Data sources in higher education are now more comprehensive than ever, enabling researchers and policymakers to conduct carefully considered performance assessments.
Summary
Discussions about the productivity and performance of higher education have become more nuanced, reflecting an understanding that one-dimensional measures are insufficient for most policy, operation and consumer information purposes. The limitations of unit cost, graduation rate, time to degree, and similar metrics, while essential components of an information dashboard, are well understood. And efforts to measure the inputs and outputs of higher education production, and to address the quality dimensions of each component alongside quantities, have accelerated.
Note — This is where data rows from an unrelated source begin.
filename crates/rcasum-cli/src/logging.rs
//! tracing subscriber setup

use crate::args::LogFormat;
use std::env;
use tracing_subscriber::EnvFilter;

/// HTTP crates that log every connection at debug level
const QUIET_CRATES: &[&str] = &["hyper", "hyper_util", "reqwest", "h2", "rustls"];

/// Install the global subscriber. Logs go to stderr so stdout carries only summaries.
pub fn init(default_level: &str, format: LogFormat) {
    let directives = filter_directives(env::var("RUST_LOG").ok(), default_level);
    let filter = EnvFilter::try_new(&directives).unwrap_or_else(|e| {
        eprintln!("invalid log filter '{}': {}, falling back to info", directives, e);
        EnvFilter::new(filter_directives(None, "info"))
    });

    let builder = tracing_subscriber::fmt()
        .with_env_filter(filter)
        .with_writer(std::io::stderr);
    match format {
        LogFormat::Text => builder.init(),
        LogFormat::Json => builder.json().init(),
    }
}

/// `RUST_LOG` wins verbatim; otherwise the level with noisy HTTP crates capped at warn
fn filter_directives(rust_log: Option<String>, level: &str) -> String {
    match rust_log.filter(|v| !v.trim().is_empty()) {
        Some(directives) => directives,
        None => {
            let mut directives = vec![level.to_string()];
            directives.extend(QUIET_CRATES.iter().map(|c| format!("{}=warn", c)));
            directives.join(",")
        }
    }
}
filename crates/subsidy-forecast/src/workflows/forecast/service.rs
use super::config::ForecastConfig;
use super::domain::ForecastError;
use super::pipeline::ForecastPipeline;
use super::report::views::DashboardView;
use crate::workflows::ingest::{ApprovalImporter, AttendanceImporter, ImportError};
use chrono::NaiveDate;
use serde::{Deserialize, Serialize};
use std::io::Cursor;
use thiserror::Error;

/// Inline CSV payloads plus per-request overrides of the configured tunables.
#[derive(Debug, Clone, Serialize, Deserialize)]
pub struct DashboardRequest {
    pub attendance_csv: String,
    pub payment_csv: String,
    #[serde(default)]
    pub as_of: Option<NaiveDate>,
    #[serde(default)]
    pub payment_skip_rows: Option<usize>,
    #[serde(default)]
    pub attendance_threshold: Option<f64>,
    #[serde(default)]
    pub cap_attendance: Option<bool>,
}

#[derive(Debug, Error)]
pub enum ForecastServiceError {
    #[error("attendance export: {0}")]
    Attendance(#[source] ImportError),
    #[error("payment export: {0}")]
    Payment(#[source] ImportError),
    #[error(transparent)]
    Forecast(#[from] ForecastError),
    #[error("attendance threshold must be between 0 and 1, got {0}")]
    InvalidThreshold(f64),
}

/// Runs the pipeline over CSV text supplied by a caller.
#[derive(Debug, Clone, Default)]
pub struct ForecastService {
    defaults: ForecastConfig,
    payment_skip_rows: usize,
}

impl ForecastService {
    pub fn new(defaults: ForecastConfig, payment_skip_rows: usize) -> Self {
        Self {
            defaults,
            payment_skip_rows,
        }
    }

    pub fn dashboard(
        &self,
        request: DashboardRequest,
    ) -> Result<DashboardView, ForecastServiceError> {
        let mut config = self.defaults.clone();
        if let Some(threshold) = request.attendance_threshold {
            if !(0.0..=1.0).contains(&threshold) {
                return Err(ForecastServiceError::InvalidThreshold(threshold));
            }
            config.attendance_threshold = threshold;
        }
        if let Some(cap) = request.cap_attendance {
            config.cap_attendance = cap;
        }

        let attendance = AttendanceImporter::from_reader(Cursor::new(request.attendance_csv))
            .map_err(ForecastServiceError::Attendance)?;
        let approvals = ApprovalImporter::from_reader(
            Cursor::new(request.payment_csv),
            request.payment_skip_rows.unwrap_or(self.payment_skip_rows),
        )
        .map_err(ForecastServiceError::Payment)?;

        let dashboard = ForecastPipeline::new(config).run(&attendance, approvals, request.as_of)?;
        Ok(dashboard.view())
    }
}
The findings in this paper reflect these developments as well as advances in the modeling of economic concepts applied to the sector.
Key Insights
- Metrics measuring productivity in higher education should be constructed after goals have been identified—otherwise, administrators and policymakers will value something that is measureable rather than measuring something is valuable.
- When attention is myopically focused on one performance dimension—such as unit costs or graduation rates—there's a heightened risk that goals based on that dimension will be pursued at the expense of quality.
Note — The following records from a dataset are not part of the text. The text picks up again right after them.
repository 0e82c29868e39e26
use crate::workflows::forecast::domain::Eligibility;
use chrono::{NaiveDate, NaiveTime};

pub(crate) fn clean_name(value: &str) -> String {
    let cleaned = value.replace(['\u{feff}', '\u{200b}'], "");
    cleaned.split_whitespace().collect::<Vec<_>>().join(" ")
}

/// Join key shared by the attendance and payment tables: the alphabetic
/// characters of each part, concatenated without a separator.
pub fn child_key(parts: &[&str]) -> String {
    parts
        .iter()
        .flat_map(|part| part.chars())
        .filter(|ch| ch.is_alphabetic())
        .collect()
}

/// Resolves the child identifier, preferring names over an explicit ID column.
pub(crate) fn resolve_child_id(
    first_name: Option<&str>,
    last_name: Option<&str>,
    explicit_id: Option<&str>,
) -> Option<String> {
    if first_name.is_some() || last_name.is_some() {
        let key = child_key(&[first_name.unwrap_or(""), last_name.unwrap_or("")]);
        if !key.is_empty() {
            return Some(key);
        }
    }

    let explicit = explicit_id?.trim();
    let key = child_key(&[explicit]);
    if !key.is_empty() {
        Some(key)
    } else if !explicit.is_empty() {
        Some(explicit.to_string())
    } else {
        None
    }
}

/// The explicit ID's key when names are present and spell a different child.
/// Numeric IDs never conflict.
pub(crate) fn conflicting_explicit_id(
    first_name: Option<&str>,
    last_name: Option<&str>,
    explicit_id: Option<&str>,
) -> Option<String> {
    let name_key = child_key(&[first_name.unwrap_or(""), last_name.unwrap_or("")]);
    let explicit_key = child_key(&[explicit_id?]);
    (!name_key.is_empty() && !explicit_key.is_empty() && name_key != explicit_key)
        .then_some(explicit_key)
}

/// "9:15 AM" -> "09:15 AM"
pub(crate) fn pad_hour(value: &str) -> String {
    let trimmed = value.trim();
    match trimmed.split_once(':') {
        Some((hour, _)) if hour.len() == 1 => format!("0{trimmed}"),
        _ => trimmed.to_string(),
    }
}

pub(crate) fn parse_time_of_day(value: &str) -> Option<NaiveTime> {
    let padded = pad_hour(value).to_ascii_uppercase();
    NaiveTime::parse_from_str(&padded, "%I:%M %p")
        .or_else(|_| NaiveTime::parse_from_str(&padded, "%I:%M:%S %p"))
        .ok()
}

pub(crate) fn parse_date(value: &str) -> Option<NaiveDate> {
    let trimmed = value.trim();
    NaiveDate::parse_from_str(trimmed, "%Y-%m-%d")
        .or_else(|_| NaiveDate::parse_from_str(trimmed, "%m/%d/%Y"))
        .ok()
}

pub(crate) fn parse_flag(value: &str) -> Option<bool> {
    match value.trim().to_ascii_lowercase().as_str() {
        "yes" | "y" | "true" | "1" => Some(true),
        "no" | "n" | "false" | "0" | "" => Some(false),
        _ => None,
    }
}

/// Accepts "$1,250.00" style amounts.
pub(crate) fn parse_money(value: &str) -> Option<f64> {
    let cleaned: String = value
        .trim()
        .chars()
        .filter(|ch| !matches!(ch, '$' | ',' | ' '))
        .collect();
    cleaned.parse::<f64>().ok().filter(|amount| amount.is_finite())
}

/// A month has at most 31 days and a stay counts for at most two day units.
pub(crate) const MAX_DAYS_APPROVED: u32 = 31 * 2;

pub(crate) fn parse_days(value: &str) -> Option<u32> {
    let trimmed = value.trim();
    trimmed
        .parse::<u32>()
        .ok()
        .or_else(|| {
            // spreadsheets export whole counts as "5.0"
            trimmed
                .parse::<f64>()
                .ok()
                .filter(|days| *days >= 0.0 && days.fract() == 0.0 && *days <= u32::MAX as f64)
                .map(|days| days as u32)
        })
        .filter(|days| *days <= MAX_DAYS_APPROVED)
}

pub(crate) fn parse_eligibility(value: &str) -> Eligibility {
    match value.trim().to_ascii_lowercase().as_str() {
        "no" | "false" | "ineligible" | "expired" | "inactive" | "closed" => {
            Eligibility::Ineligible
        }
        _ => Eligibility::Eligible,
    }
}
use super::super::config::ForecastConfig;
use super::super::domain::AttendanceCategory;
use super::rules::RiskSignals;

/// First matching rule wins.
pub(crate) fn decide_category(signals: &RiskSignals, config: &ForecastConfig) -> AttendanceCategory {
    if signals.elapsed_fraction < config.minimum_elapsed_fraction {
        return AttendanceCategory::NotEnoughInfo;
    }

    let (Some(attendance_ratio), Some(paced_ratio)) =
        (signals.attendance_ratio, signals.paced_ratio)
    else {
        return AttendanceCategory::NotEnoughInfo;
    };

    if attendance_ratio >= config.attendance_threshold && signals.child_pattern_met {
        return AttendanceCategory::SureBet;
    }

    if signals.shortfall > signals.remaining_capacity as f64 {
        return AttendanceCategory::NotMet;
    }

    if paced_ratio < config.attendance_threshold {
        return AttendanceCategory::AtRisk;
    }

    AttendanceCategory::OnTrack
}
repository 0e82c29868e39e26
pub mod config;
pub mod error;
pub mod telemetry;
pub mod workflows;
- Difficult-to-quantify elements in productivity and performance measurement should not be used as an excuse to ignore these elements.
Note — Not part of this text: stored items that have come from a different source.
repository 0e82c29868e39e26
use crate::config::ConfigError;
use crate::telemetry::TelemetryError;
use crate::workflows::forecast::domain::ForecastError;
use crate::workflows::ingest::ImportError;
use axum::http::StatusCode;
use axum::response::{IntoResponse, Response};
use axum::Json;
use serde_json::json;
use std::fmt;

#[derive(Debug)]
pub enum AppError {
    Config(ConfigError),
    Telemetry(TelemetryError),
    Io(std::io::Error),
    Server(axum::Error),
    Import(ImportError),
    Forecast(ForecastError),
    Csv(csv::Error),
    Json(serde_json::Error),
}

impl fmt::Display for AppError {
    fn fmt(&self, f: &mut fmt::Formatter<'_>) -> fmt::Result {
        match self {
            AppError::Config(err) => write!(f, "configuration error: {}", err),
            AppError::Telemetry(err) => write!(f, "telemetry error: {}", err),
            AppError::Io(err) => write!(f, "io error: {}", err),
            AppError::Server(err) => write!(f, "server error: {}", err),
            AppError::Import(err) => write!(f, "import error: {}", err),
            AppError::Forecast(err) => write!(f, "forecast error: {}", err),
            AppError::Csv(err) => write!(f, "failed to write CSV: {}", err),
            AppError::Json(err) => write!(f, "failed to encode JSON: {}", err),
        }
    }
}

impl std::error::Error for AppError {
    fn source(&self) -> Option<&(dyn std::error::Error + 'static)> {
        match self {
            AppError::Config(err) => Some(err),
            AppError::Telemetry(err) => Some(err),
            AppError::Io(err) => Some(err),
            AppError::Server(err) => Some(err),
            AppError::Import(err) => Some(err),
            AppError::Forecast(err) => Some(err),
            AppError::Csv(err) => Some(err),
            AppError::Json(err) => Some(err),
        }
    }
}

impl IntoResponse for AppError {
    fn into_response(self) -> Response {
        let status = match self {
            AppError::Import(_) | AppError::Forecast(_) => StatusCode::BAD_REQUEST,
            AppError::Config(_)
            | AppError::Telemetry(_)
            | AppError::Io(_)
            | AppError::Server(_)
            | AppError::Csv(_)
            | AppError::Json(_) => StatusCode::INTERNAL_SERVER_ERROR,
        };

        let body = Json(json!({ "error": self.to_string() }));
        (status, body).into_response()
    }
}

impl From<ConfigError> for AppError {
    fn from(value: ConfigError) -> Self {
        Self::Config(value)
    }
}

impl From<TelemetryError> for AppError {
    fn from(value: TelemetryError) -> Self {
        Self::Telemetry(value)
    }
}

impl From<std::io::Error> for AppError {
    fn from(value: std::io::Error) -> Self {
        Self::Io(value)
    }
}

impl From<axum::Error> for AppError {
    fn from(value: axum::Error) -> Self {
        Self::Server(value)
    }
}

impl From<ImportError> for AppError {
    fn from(value: ImportError) -> Self {
        Self::Import(value)
    }
}

impl From<ForecastError> for AppError {
    fn from(value: ForecastError) -> Self {
        Self::Forecast(value)
    }
}

impl From<csv::Error> for AppError {
    fn from(value: csv::Error) -> Self {
        Self::Csv(value)
    }
}

impl From<serde_json::Error> for AppError {
    fn from(value: serde_json::Error) -> Self {
        Self::Json(value)
    }
}
use super::super::calendar::ReportingWindow;
use super::super::config::ForecastConfig;
use super::super::domain::ChildRecord;

/// Family-level measurements feeding the category decision.
#[derive(Debug, Clone, PartialEq)]
pub(crate) struct RiskSignals {
    pub elapsed_fraction: f64,
    /// Attended over approved; `None` when nothing is approved.
    pub attendance_ratio: Option<f64>,
    /// Attendance ratio scaled to the share of the month already elapsed.
    pub paced_ratio: Option<f64>,
    /// Days still needed to reach the threshold.
    pub shortfall: f64,
    /// Days the family could still attend if every child came every remaining day.
    pub remaining_capacity: u32,
    pub child_pattern_met: bool,
}

pub(crate) fn collect_signals(
    record: &ChildRecord,
    window: &ReportingWindow,
    config: &ForecastConfig,
) -> RiskSignals {
    let family = &record.family;
    let approved = family.total_days_approved() as f64;
    let attended = family.total_days_attended() as f64;
    let elapsed_fraction = window.elapsed_fraction();

    let attendance_ratio = (approved > 0.0).then(|| attended / approved);
    let expected_so_far = elapsed_fraction * approved;
    let paced_ratio = (expected_so_far > 0.0).then(|| attended / expected_so_far);

    RiskSignals {
        elapsed_fraction,
        attendance_ratio,
        paced_ratio,
        shortfall: config.attendance_threshold * approved - attended,
        remaining_capacity: family.num_children * window.days_left,
        child_pattern_met: child_attendance_pattern_met(record),
    }
}

/// A child only counts as safe when they attended in every category they are
/// approved for, so one sibling cannot coast on the others' attendance.
pub(crate) fn child_attendance_pattern_met(record: &ChildRecord) -> bool {
    let attended_full = record.full_days_attended >= 1;
    let attended_part = record.part_days_attended >= 1;

    match (
        record.adj_full_days_approved > 0,
        record.adj_part_days_approved > 0,
    ) {
        (true, false) => attended_full,
        (false, true) => attended_part,
        (true, true) => attended_full && attended_part,
        (false, false) => false,
    }
}
use super::super::domain::{AttendanceCategory, ChildForecast};
use super::views::{CategoryCountEntry, ForecastReportSummary};
use serde::Serialize;
use std::collections::HashMap;

#[derive(Debug, Default, Clone, Copy, PartialEq, Serialize)]
pub struct RevenueTotals {
    pub min_revenue: f64,
    pub potential_revenue: f64,
    pub max_revenue: f64,
    pub e_learning_revenue_potential: f64,
}

/// Provider-level roll-up of a forecast run.
#[derive(Debug, Default)]
pub struct ForecastReport {
    pub category_counts: HashMap<AttendanceCategory, usize>,
    pub revenue_totals: RevenueTotals,
}

impl ForecastReport {
    pub fn from_forecasts(children: &[ChildForecast]) -> Self {
        let mut report = Self::default();

        for child in children {
            *report.category_counts.entry(child.category).or_default() += 1;

            let totals = &mut report.revenue_totals;
            totals.min_revenue += child.revenue.min_revenue;
            totals.potential_revenue += child.revenue.potential_revenue;
            totals.max_revenue += child.revenue.max_revenue;
            totals.e_learning_revenue_potential += child.e_learning_revenue_potential;
        }

        report
    }

    pub fn summary(&self) -> ForecastReportSummary {
        let category_counts = AttendanceCategory::ordered()
            .into_iter()
            .map(|category| CategoryCountEntry {
                category,
                category_label: category.label(),
                children: self.category_counts.get(&category).copied().unwrap_or(0),
            })
            .collect();

        ForecastReportSummary {
            category_counts,
            revenue_totals: self.revenue_totals,
        }
    }
}
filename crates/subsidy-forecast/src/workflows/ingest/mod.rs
mod approvals;
mod attendance;
mod normalizer;

pub use normalizer::child_key;

use crate::workflows::forecast::domain::{ApprovalRecord, AttendanceRecord};
use approvals::ApprovalRow;
use attendance::AttendanceRow;
use serde::{Deserialize, Deserializer};
use std::io::{BufRead, BufReader, Read};
use std::path::Path;
use thiserror::Error;
use tracing::warn;

/// A CSV row that could not be turned into a typed record.
#[derive(Debug, Clone, PartialEq, Error)]
#[error("line {line}{}: {kind}", child_suffix(.child))]
pub struct ParseError {
    pub line: u64,
    pub child: Option<String>,
    #[source]
    pub kind: ParseErrorKind,
}

impl ParseError {
    pub fn new(line: u64, child: Option<String>, kind: ParseErrorKind) -> Self {
        Self { line, child, kind }
    }
}

fn child_suffix(child: &Option<String>) -> String {
    child
        .as_deref()
        .map(|child| format!(" (child {child})"))
        .unwrap_or_default()
}

#[derive(Debug, Clone, PartialEq, Error)]
pub enum ParseErrorKind {
    #[error("row has neither a child name nor a child ID")]
    MissingChildIdentity,
    #[error("missing required column value `{field}`")]
    MissingField { field: &'static str },
    #[error("`{field}` is not a valid date: {value:?}")]
    InvalidDate { field: &'static str, value: String },
    #[error("`{field}` is not a valid time: {value:?}")]
    InvalidTime { field: &'static str, value: String },
    #[error("`{field}` is not a valid number: {value:?}")]
    InvalidNumber { field: &'static str, value: String },
    #[error("`{field}` is not a yes/no value: {value:?}")]
    InvalidFlag { field: &'static str, value: String },
    #[error("`{field}` must not be negative: {value:?}")]
    NegativeAmount { field: &'static str, value: String },
    #[error("check-out is earlier than check-in")]
    NegativeDuration,
    #[error("row carries neither hours in care nor check-in/check-out times")]
    MissingDuration,
}

#[derive(Debug)]
pub enum ImportError {
    Io(std::io::Error),
    Csv(csv::Error),
    Parse(ParseError),
}

impl std::fmt::Display for ImportError {
    fn fmt(&self, f: &mut std::fmt::Formatter<'_>) -> std::fmt::Result {
        match self {
            ImportError::Io(err) => write!(f, "failed to read export: {}", err),
            ImportError::Csv(err) => write!(f, "invalid CSV data: {}", err),
            ImportError::Parse(err) => write!(f, "malformed row at {}", err),
        }
    }
}

impl std::error::Error for ImportError {
    fn source(&self) -> Option<&(dyn std::error::Error + 'static)> {
        match self {
            ImportError::Io(err) => Some(err),
            ImportError::Csv(err) => Some(err),
            ImportError::Parse(err) => Some(err),
        }
    }
}

impl From<std::io::Error> for ImportError {
    fn from(err: std::io::Error) -> Self {
        Self::Io(err)
    }
}

impl From<csv::Error> for ImportError {
    fn from(err: csv::Error) -> Self {
        Self::Csv(err)
    }
}

impl From<ParseError> for ImportError {
    fn from(err: ParseError) -> Self {
        Self::Parse(err)
    }
}

/// Reads the daily check-in export.
pub struct AttendanceImporter;

impl AttendanceImporter {
    pub fn from_path<P: AsRef<Path>>(path: P) -> Result<Vec<AttendanceRecord>, ImportError> {
        let file = std::fs::File::open(path)?;
        Self::from_reader(file)
    }

    pub fn from_reader<R: Read>(reader: R) -> Result<Vec<AttendanceRecord>, ImportError> {
        read_rows(reader, 0, AttendanceRow::into_record)
    }
}

/// Reads the state payment export. `skip_rows` drops banner lines above the header.
pub struct ApprovalImporter;

impl ApprovalImporter {
    pub fn from_path<P: AsRef<Path>>(
        path: P,
        skip_rows: usize,
    ) -> Result<Vec<ApprovalRecord>, ImportError> {
        let file = std::fs::File::open(path)?;
        Self::from_reader(file, skip_rows)
    }

    pub fn from_reader<R: Read>(
        reader: R,
        skip_rows: usize,
    ) -> Result<Vec<ApprovalRecord>, ImportError> {
        let mut buffered = BufReader::new(reader);
        let mut discarded = String::new();
        for _ in 0..skip_rows {
            discarded.clear();
            if buffered.read_line(&mut discarded)? == 0 {
                break;
            }
        }

        read_rows(buffered, skip_rows as u64, ApprovalRow::into_record)
    }
}

fn read_rows<R, Row, Record>(
    reader: R,
    line_offset: u64,
    convert: fn(Row, u64) -> Result<Record, ParseError>,
) -> Result<Vec<Record>, ImportError>
where
    R: Read,
    Row: for<'de> Deserialize<'de>,
{
    let mut csv_reader = csv::ReaderBuilder::new()
        .trim(csv::Trim::All)
        .flexible(true)
        .from_reader(reader);
    let headers = csv_reader.headers()?.clone();
    let mut records = Vec::new();

    for result in csv_reader.records() {
        let raw = result?;
        if raw.iter().all(|field| field.trim().is_empty()) {
            continue;
        }
        let line = raw.position().map_or(0, |position| position.line()) + line_offset;
        let row: Row = raw.deserialize(Some(&headers))?;
        records.push(convert(row, line)?);
    }

    Ok(records)
}

/// Resolves a row's child key, warning when the explicit ID column disagrees
/// with the names it is overridden by.
pub(crate) fn identify_child(
    line: u64,
    first_name: Option<&str>,
    last_name: Option<&str>,
    explicit_id: Option<&str>,
) -> Result<String, ParseError> {
    let child_id = normalizer::resolve_child_id(first_name, last_name, explicit_id)
        .ok_or_else(|| ParseError::new(line, None, ParseErrorKind::MissingChildIdentity))?;
    if let Some(explicit) = normalizer::conflicting_explicit_id(first_name, last_name, explicit_id)
    {
        warn!(
            line,
            child_id = %child_id,
            explicit_id = %explicit,
            "child ID column disagrees with the child's name; using the name"
        );
    }
    Ok(child_id)
}

pub(crate) fn empty_string_as_none<'de, D>(deserializer: D) -> Result<Option<String>, D::Error>
where
    D: Deserializer<'de>,
{
    let opt = Option::<String>::deserialize(deserializer)?;
    Ok(opt.filter(|value| !value.trim().is_empty()))
}

pub(crate) fn parse_number(field: &'static str, value: &str) -> Result<f64, ParseErrorKind> {
    value
        .trim()
        .parse::<f64>()
        .ok()
        .filter(|number| number.is_finite())
        .ok_or_else(|| ParseErrorKind::InvalidNumber {
            field,
            value: value.to_string(),
        })
}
- In the continuing effort to expand college access and affordability, productivity improvement is seen as the most promising strategy for containing costs while keeping the quality of higher education in the United States at a world-class level.
- Studies suggest more than half of higher education's total benefits to society accrue as positive externalities and public goods. Failure to capture these benefits distorts calculations of value added and return on investment.
- Weighting the different elements of value associated with higher education outcomes (e.g., graduates' learning versus earnings gains) will always require subjectivity and subject matter expertise and will be driven by the specific question being asked.